What the task requires: In the listing below, print exactly the lines between the line holding "use crate::profile::v2;" and the line holding "to its TPM_ALG_ID", inclusive, and no more.
*** Data supplied ***
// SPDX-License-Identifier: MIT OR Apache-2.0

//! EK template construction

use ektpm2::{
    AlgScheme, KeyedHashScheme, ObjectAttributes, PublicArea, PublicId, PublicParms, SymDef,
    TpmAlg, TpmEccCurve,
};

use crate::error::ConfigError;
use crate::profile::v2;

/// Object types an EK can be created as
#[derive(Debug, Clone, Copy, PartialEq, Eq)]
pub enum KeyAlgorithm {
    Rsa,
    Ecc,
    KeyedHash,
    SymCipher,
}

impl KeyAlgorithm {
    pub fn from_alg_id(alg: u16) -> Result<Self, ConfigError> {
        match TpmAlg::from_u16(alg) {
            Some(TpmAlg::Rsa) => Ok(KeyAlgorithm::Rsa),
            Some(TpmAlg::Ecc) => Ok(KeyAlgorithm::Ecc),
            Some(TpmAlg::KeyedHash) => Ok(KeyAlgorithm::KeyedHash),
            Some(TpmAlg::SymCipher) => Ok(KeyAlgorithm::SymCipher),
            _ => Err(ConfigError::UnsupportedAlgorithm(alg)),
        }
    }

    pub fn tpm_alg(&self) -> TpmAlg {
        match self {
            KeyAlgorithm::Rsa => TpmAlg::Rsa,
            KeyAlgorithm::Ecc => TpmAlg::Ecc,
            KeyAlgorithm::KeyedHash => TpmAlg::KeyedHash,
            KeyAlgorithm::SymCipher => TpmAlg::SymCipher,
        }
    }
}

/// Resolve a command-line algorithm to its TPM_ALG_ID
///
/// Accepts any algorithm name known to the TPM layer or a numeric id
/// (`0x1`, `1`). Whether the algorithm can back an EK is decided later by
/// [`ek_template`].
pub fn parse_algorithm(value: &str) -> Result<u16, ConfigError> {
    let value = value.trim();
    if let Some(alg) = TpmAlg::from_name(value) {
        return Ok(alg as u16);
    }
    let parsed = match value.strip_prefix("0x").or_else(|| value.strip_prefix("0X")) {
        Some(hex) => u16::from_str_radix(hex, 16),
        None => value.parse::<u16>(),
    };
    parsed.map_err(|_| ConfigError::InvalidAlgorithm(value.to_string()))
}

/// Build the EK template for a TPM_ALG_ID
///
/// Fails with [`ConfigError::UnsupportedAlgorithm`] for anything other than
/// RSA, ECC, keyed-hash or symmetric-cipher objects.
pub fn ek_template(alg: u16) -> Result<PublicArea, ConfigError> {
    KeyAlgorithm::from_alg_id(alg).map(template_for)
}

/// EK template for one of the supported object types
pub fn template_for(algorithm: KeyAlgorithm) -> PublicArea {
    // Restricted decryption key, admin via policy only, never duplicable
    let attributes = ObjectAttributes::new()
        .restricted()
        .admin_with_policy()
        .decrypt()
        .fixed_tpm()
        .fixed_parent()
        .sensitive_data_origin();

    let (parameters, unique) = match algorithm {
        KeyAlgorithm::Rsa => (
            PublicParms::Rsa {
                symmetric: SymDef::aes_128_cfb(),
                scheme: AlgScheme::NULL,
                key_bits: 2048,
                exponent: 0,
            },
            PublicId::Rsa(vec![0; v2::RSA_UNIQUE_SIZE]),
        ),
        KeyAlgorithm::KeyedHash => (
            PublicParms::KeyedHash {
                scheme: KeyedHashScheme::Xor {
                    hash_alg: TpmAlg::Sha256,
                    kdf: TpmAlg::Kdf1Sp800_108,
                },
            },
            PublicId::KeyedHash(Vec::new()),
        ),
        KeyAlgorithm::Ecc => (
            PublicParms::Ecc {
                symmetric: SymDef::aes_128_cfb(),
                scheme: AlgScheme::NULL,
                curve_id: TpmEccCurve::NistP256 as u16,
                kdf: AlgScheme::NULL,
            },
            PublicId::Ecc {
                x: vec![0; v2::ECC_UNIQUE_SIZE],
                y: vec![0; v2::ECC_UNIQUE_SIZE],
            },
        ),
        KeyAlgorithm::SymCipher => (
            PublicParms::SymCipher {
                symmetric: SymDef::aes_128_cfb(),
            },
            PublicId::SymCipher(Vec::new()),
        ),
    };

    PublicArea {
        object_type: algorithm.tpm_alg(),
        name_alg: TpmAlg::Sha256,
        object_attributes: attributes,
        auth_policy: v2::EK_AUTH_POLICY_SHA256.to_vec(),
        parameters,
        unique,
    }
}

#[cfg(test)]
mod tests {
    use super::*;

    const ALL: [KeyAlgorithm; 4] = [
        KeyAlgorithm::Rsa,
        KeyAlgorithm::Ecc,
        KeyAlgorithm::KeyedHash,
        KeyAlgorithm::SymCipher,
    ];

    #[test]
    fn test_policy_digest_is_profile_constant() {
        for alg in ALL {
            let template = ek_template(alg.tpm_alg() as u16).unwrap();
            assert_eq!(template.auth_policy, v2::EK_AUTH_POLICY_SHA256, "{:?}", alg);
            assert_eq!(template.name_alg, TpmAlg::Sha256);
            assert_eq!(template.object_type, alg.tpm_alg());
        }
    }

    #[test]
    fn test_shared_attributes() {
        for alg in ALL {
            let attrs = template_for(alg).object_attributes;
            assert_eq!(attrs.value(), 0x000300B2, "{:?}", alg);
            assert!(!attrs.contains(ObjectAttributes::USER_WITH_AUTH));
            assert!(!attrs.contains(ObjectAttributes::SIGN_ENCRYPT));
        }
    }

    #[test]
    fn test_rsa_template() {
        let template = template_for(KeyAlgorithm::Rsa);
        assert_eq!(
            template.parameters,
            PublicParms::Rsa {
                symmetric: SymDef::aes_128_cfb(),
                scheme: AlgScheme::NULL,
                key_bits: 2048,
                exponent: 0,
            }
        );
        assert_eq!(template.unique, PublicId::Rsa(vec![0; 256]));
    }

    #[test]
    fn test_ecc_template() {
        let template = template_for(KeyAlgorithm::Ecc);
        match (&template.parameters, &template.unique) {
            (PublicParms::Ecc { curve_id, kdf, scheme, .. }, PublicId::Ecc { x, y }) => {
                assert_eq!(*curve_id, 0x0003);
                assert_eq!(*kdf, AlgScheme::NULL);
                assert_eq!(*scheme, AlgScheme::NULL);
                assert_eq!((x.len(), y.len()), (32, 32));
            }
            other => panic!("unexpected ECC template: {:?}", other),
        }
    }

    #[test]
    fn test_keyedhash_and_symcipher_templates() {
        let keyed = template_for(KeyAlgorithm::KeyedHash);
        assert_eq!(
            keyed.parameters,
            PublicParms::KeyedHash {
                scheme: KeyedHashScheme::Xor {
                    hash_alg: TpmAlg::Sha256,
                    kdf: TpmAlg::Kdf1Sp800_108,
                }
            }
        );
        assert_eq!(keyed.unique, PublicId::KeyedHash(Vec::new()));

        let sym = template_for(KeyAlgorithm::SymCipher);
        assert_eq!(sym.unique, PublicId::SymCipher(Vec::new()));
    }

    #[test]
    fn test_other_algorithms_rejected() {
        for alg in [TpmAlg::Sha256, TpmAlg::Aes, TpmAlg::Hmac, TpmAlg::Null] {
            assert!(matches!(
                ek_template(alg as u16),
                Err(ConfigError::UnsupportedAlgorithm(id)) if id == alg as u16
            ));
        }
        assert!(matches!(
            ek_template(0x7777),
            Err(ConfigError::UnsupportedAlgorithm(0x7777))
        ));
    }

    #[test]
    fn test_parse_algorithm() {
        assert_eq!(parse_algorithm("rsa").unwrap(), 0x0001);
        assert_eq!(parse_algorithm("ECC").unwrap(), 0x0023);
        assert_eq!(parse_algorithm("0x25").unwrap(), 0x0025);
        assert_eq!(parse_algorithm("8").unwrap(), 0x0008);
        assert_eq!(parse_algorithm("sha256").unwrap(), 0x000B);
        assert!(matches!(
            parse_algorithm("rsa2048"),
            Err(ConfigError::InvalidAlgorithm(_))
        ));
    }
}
***
Task output:
use crate::profile::v2;

/// Object types an EK can be created as
#[derive(Debug, Clone, Copy, PartialEq, Eq)]
pub enum KeyAlgorithm {
    Rsa,
    Ecc,
    KeyedHash,
    SymCipher,
}

impl KeyAlgorithm {
    pub fn from_alg_id(alg: u16) -> Result<Self, ConfigError> {
        match TpmAlg::from_u16(alg) {
            Some(TpmAlg::Rsa) => Ok(KeyAlgorithm::Rsa),
            Some(TpmAlg::Ecc) => Ok(KeyAlgorithm::Ecc),
            Some(TpmAlg::KeyedHash) => Ok(KeyAlgorithm::KeyedHash),
            Some(TpmAlg::SymCipher) => Ok(KeyAlgorithm::SymCipher),
            _ => Err(ConfigError::UnsupportedAlgorithm(alg)),
        }
    }

    pub fn tpm_alg(&self) -> TpmAlg {
        match self {
            KeyAlgorithm::Rsa => TpmAlg::Rsa,
            KeyAlgorithm::Ecc => TpmAlg::Ecc,
            KeyAlgorithm::KeyedHash => TpmAlg::KeyedHash,
            KeyAlgorithm::SymCipher => TpmAlg::SymCipher,
        }
    }
}

/// Resolve a command-line algorithm to its TPM_ALG_ID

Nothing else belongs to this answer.